Task brief :: Please write each record out again word for word.

== Entries supplied

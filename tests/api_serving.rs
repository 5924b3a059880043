//! JSON-lines Serving Tests
//!
//! Drives the request loop the way `rulekernel serve` does, one request
//! per line, and checks the response envelopes line by line.

use std::io::Cursor;

use rulekernel::api::ApiHandler;
use rulekernel::cli::serve_lines;
use rulekernel::config::KernelConfig;
use rulekernel::kernel::Kernel;
use serde_json::Value;
use tempfile::TempDir;

fn kernel(root: &TempDir, verify_command: &str) -> Kernel {
    Kernel::new(KernelConfig {
        artifact_dir: root.path().to_path_buf(),
        verify_command: verify_command.to_string(),
        ..KernelConfig::default()
    })
    .unwrap()
}

fn serve(kernel: &Kernel, requests: &[&str]) -> Vec<Value> {
    let handler = ApiHandler::new(kernel);
    let input = requests.join("\n");
    let mut output = Vec::new();
    let handled = serve_lines(&handler, Cursor::new(input), &mut output).unwrap();
    assert_eq!(handled, requests.len());

    String::from_utf8(output)
        .unwrap()
        .lines()
        .map(|line| serde_json::from_str(line).unwrap())
        .collect()
}

/// Authoring session: edit constraints, inspect conflicts, hit error paths.
#[test]
fn test_authoring_session() {
    let root = TempDir::new().unwrap();
    let kernel = kernel(&root, "true");

    let responses = serve(
        &kernel,
        &[
            r#"{"op":"add_rule","session":"ward","actor":"dr_a","rule":{"rule_id":"zz_reject_immediate_with_pulmonary_edema","premises":["Dx.Preeclampsia","DxAttr.Preeclampsia.Severe","Ctx.GA_>=34w","Ctx.PulmonaryEdema"],"outcome":"Rejected(Action.ImmediateDelivery)","note":"stabilize first"}}"#,
            r#"{"op":"get_conflicts","session":"ward"}"#,
            r#"{"op":"add_incompatibility","session":"ward","a":"Action.ExpectantManagement","b":"Action.ExpectantManagement","actor":"dr_a"}"#,
            r#"{"op":"remove_fact_exclusion","session":"ward","index":4,"actor":"dr_a"}"#,
            r#"{"op":"add_rule","session":"ward","actor":"dr_a","rule":{"rule_id":"bad","premises":["Dx.NotARealToken"],"outcome":"Allowed(Action.ExpectantManagement)"}}"#,
            r#"{"op":"active_view","session":"ward"}"#,
            r#"{"op":"rename_everything","session":"ward"}"#,
        ],
    );

    assert_eq!(responses[0]["status"], "ok");
    assert_eq!(responses[0]["data"]["manifest"]["revision"], 2);

    let conflicts = responses[1]["data"].as_array().unwrap();
    assert_eq!(conflicts.len(), 1);
    assert_eq!(conflicts[0]["resolvable"], true);

    assert_eq!(responses[2]["status"], "error");
    assert_eq!(responses[3]["code"], "KERNEL_INDEX_OUT_OF_RANGE");
    assert_eq!(responses[4]["code"], "KERNEL_UNKNOWN_FACT_TOKEN");

    let view = &responses[5]["data"];
    assert_eq!(view["counts"]["rules"], 5);
    let added = view["rules"]
        .as_array()
        .unwrap()
        .iter()
        .find(|r| r["rule_id"] == "zz_reject_immediate_with_pulmonary_edema")
        .unwrap();
    assert_eq!(added["created_by"], "dr_a");

    assert_eq!(responses[6]["code"], "KERNEL_UNKNOWN_OPERATION");
}

/// Publish, then retrieve against the promoted runtime.
#[cfg(unix)]
#[test]
fn test_publish_then_retrieve() {
    let root = TempDir::new().unwrap();
    let kernel = kernel(&root, "true");

    let responses = serve(
        &kernel,
        &[
            r#"{"op":"retrieve","session":"ward","facts":["Dx.Preeclampsia"]}"#,
            r#"{"op":"publish","session":"ward","published_by":"dr_b"}"#,
            r#"{"op":"get_verification_status","session":"ward"}"#,
            r#"{"op":"retrieve","session":"ward","facts":["Dx.Preeclampsia","DxAttr.Preeclampsia.Severe","Ctx.GA_>=34w"],"proposed_action":"Action.ImmediateDelivery"}"#,
            r#"{"op":"runtime_view","session":"ward"}"#,
            r#"{"op":"metrics"}"#,
        ],
    );

    assert_eq!(responses[0]["code"], "KERNEL_RUNTIME_NOT_VERIFIED");

    let publish = &responses[1]["data"];
    assert_eq!(publish["runtime_promoted"], true);
    assert_eq!(publish["verify_result"]["ok"], true);
    assert_eq!(publish["verify_mode"], "lightweight");

    assert_eq!(responses[2]["data"]["status"], "verified");
    assert_eq!(responses[2]["data"]["verified_by"], "dr_b");

    let retrieval = &responses[3]["data"];
    assert_eq!(retrieval["matched_count"], 1);
    assert_eq!(retrieval["support"]["support_level"], "obligated");
    assert_eq!(
        retrieval["support"]["supporting_rule_ids"][0],
        "hg_obligate_immediate_delivery_severe_pe_34"
    );

    assert_eq!(responses[4]["data"]["counts"]["rules"], 4);
    assert_eq!(responses[4]["data"]["proof_report"]["verify"]["ok"], true);

    let metrics = &responses[5]["data"];
    assert_eq!(metrics["promotions"], 1);
    assert_eq!(metrics["retrievals_refused"], 1);
    assert_eq!(metrics["retrievals_served"], 1);
}

/// Standalone verification of caller-supplied documents.
#[cfg(unix)]
#[test]
fn test_verify_artifacts_request() {
    let root = TempDir::new().unwrap();
    let kernel = kernel(&root, "false");

    let responses = serve(
        &kernel,
        &[r#"{"op":"verify_artifacts","ruleset":{"rules":[]},"incompatibility":{"pairs":[]},"infeasibility":{"entries":[]},"timeout_seconds":5}"#],
    );
    let result = &responses[0]["data"];
    assert_eq!(result["ok"], false);
    assert_eq!(result["exitCode"], 1);
}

====

Result for this exercise ::
filename tests/api_serving.rs
repository 5924b3a059880043
//! JSON-lines Serving Tests
//!
//! Drives the request loop the way `rulekernel serve` does, one request
//! per line, and checks the response envelopes line by line.

use std::io::Cursor;

use rulekernel::api::ApiHandler;
use rulekernel::cli::serve_lines;
use rulekernel::config::KernelConfig;
use rulekernel::kernel::Kernel;
use serde_json::Value;
use tempfile::TempDir;

fn kernel(root: &TempDir, verify_command: &str) -> Kernel {
    Kernel::new(KernelConfig {
        artifact_dir: root.path().to_path_buf(),
        verify_command: verify_command.to_string(),
        ..KernelConfig::default()
    })
    .unwrap()
}

fn serve(kernel: &Kernel, requests: &[&str]) -> Vec<Value> {
    let handler = ApiHandler::new(kernel);
    let input = requests.join("\n");
    let mut output = Vec::new();
    let handled = serve_lines(&handler, Cursor::new(input), &mut output).unwrap();
    assert_eq!(handled, requests.len());

    String::from_utf8(output)
        .unwrap()
        .lines()
        .map(|line| serde_json::from_str(line).unwrap())
        .collect()
}

/// Authoring session: edit constraints, inspect conflicts, hit error paths.
#[test]
fn test_authoring_session() {
    let root = TempDir::new().unwrap();
    let kernel = kernel(&root, "true");

    let responses = serve(
        &kernel,
        &[
            r#"{"op":"add_rule","session":"ward","actor":"dr_a","rule":{"rule_id":"zz_reject_immediate_with_pulmonary_edema","premises":["Dx.Preeclampsia","DxAttr.Preeclampsia.Severe","Ctx.GA_>=34w","Ctx.PulmonaryEdema"],"outcome":"Rejected(Action.ImmediateDelivery)","note":"stabilize first"}}"#,
            r#"{"op":"get_conflicts","session":"ward"}"#,
            r#"{"op":"add_incompatibility","session":"ward","a":"Action.ExpectantManagement","b":"Action.ExpectantManagement","actor":"dr_a"}"#,
            r#"{"op":"remove_fact_exclusion","session":"ward","index":4,"actor":"dr_a"}"#,
            r#"{"op":"add_rule","session":"ward","actor":"dr_a","rule":{"rule_id":"bad","premises":["Dx.NotARealToken"],"outcome":"Allowed(Action.ExpectantManagement)"}}"#,
            r#"{"op":"active_view","session":"ward"}"#,
            r#"{"op":"rename_everything","session":"ward"}"#,
        ],
    );

    assert_eq!(responses[0]["status"], "ok");
    assert_eq!(responses[0]["data"]["manifest"]["revision"], 2);

    let conflicts = responses[1]["data"].as_array().unwrap();
    assert_eq!(conflicts.len(), 1);
    assert_eq!(conflicts[0]["resolvable"], true);

    assert_eq!(responses[2]["status"], "error");
    assert_eq!(responses[3]["code"], "KERNEL_INDEX_OUT_OF_RANGE");
    assert_eq!(responses[4]["code"], "KERNEL_UNKNOWN_FACT_TOKEN");

    let view = &responses[5]["data"];
    assert_eq!(view["counts"]["rules"], 5);
    let added = view["rules"]
        .as_array()
        .unwrap()
        .iter()
        .find(|r| r["rule_id"] == "zz_reject_immediate_with_pulmonary_edema")
        .unwrap();
    assert_eq!(added["created_by"], "dr_a");

    assert_eq!(responses[6]["code"], "KERNEL_UNKNOWN_OPERATION");
}

/// Publish, then retrieve against the promoted runtime.
#[cfg(unix)]
#[test]
fn test_publish_then_retrieve() {
    let root = TempDir::new().unwrap();
    let kernel = kernel(&root, "true");

    let responses = serve(
        &kernel,
        &[
            r#"{"op":"retrieve","session":"ward","facts":["Dx.Preeclampsia"]}"#,
            r#"{"op":"publish","session":"ward","published_by":"dr_b"}"#,
            r#"{"op":"get_verification_status","session":"ward"}"#,
            r#"{"op":"retrieve","session":"ward","facts":["Dx.Preeclampsia","DxAttr.Preeclampsia.Severe","Ctx.GA_>=34w"],"proposed_action":"Action.ImmediateDelivery"}"#,
            r#"{"op":"runtime_view","session":"ward"}"#,
            r#"{"op":"metrics"}"#,
        ],
    );

    assert_eq!(responses[0]["code"], "KERNEL_RUNTIME_NOT_VERIFIED");

    let publish = &responses[1]["data"];
    assert_eq!(publish["runtime_promoted"], true);
    assert_eq!(publish["verify_result"]["ok"], true);
    assert_eq!(publish["verify_mode"], "lightweight");

    assert_eq!(responses[2]["data"]["status"], "verified");
    assert_eq!(responses[2]["data"]["verified_by"], "dr_b");

    let retrieval = &responses[3]["data"];
    assert_eq!(retrieval["matched_count"], 1);
    assert_eq!(retrieval["support"]["support_level"], "obligated");
    assert_eq!(
        retrieval["support"]["supporting_rule_ids"][0],
        "hg_obligate_immediate_delivery_severe_pe_34"
    );

    assert_eq!(responses[4]["data"]["counts"]["rules"], 4);
    assert_eq!(responses[4]["data"]["proof_report"]["verify"]["ok"], true);

    let metrics = &responses[5]["data"];
    assert_eq!(metrics["promotions"], 1);
    assert_eq!(metrics["retrievals_refused"], 1);
    assert_eq!(metrics["retrievals_served"], 1);
}

/// Standalone verification of caller-supplied documents.
#[cfg(unix)]
#[test]
fn test_verify_artifacts_request() {
    let root = TempDir::new().unwrap();
    let kernel = kernel(&root, "false");

    let responses = serve(
        &kernel,
        &[r#"{"op":"verify_artifacts","ruleset":{"rules":[]},"incompatibility":{"pairs":[]},"infeasibility":{"entries":[]},"timeout_seconds":5}"#],
    );
    let result = &responses[0]["data"];
    assert_eq!(result["ok"], false);
    assert_eq!(result["exitCode"], 1);
}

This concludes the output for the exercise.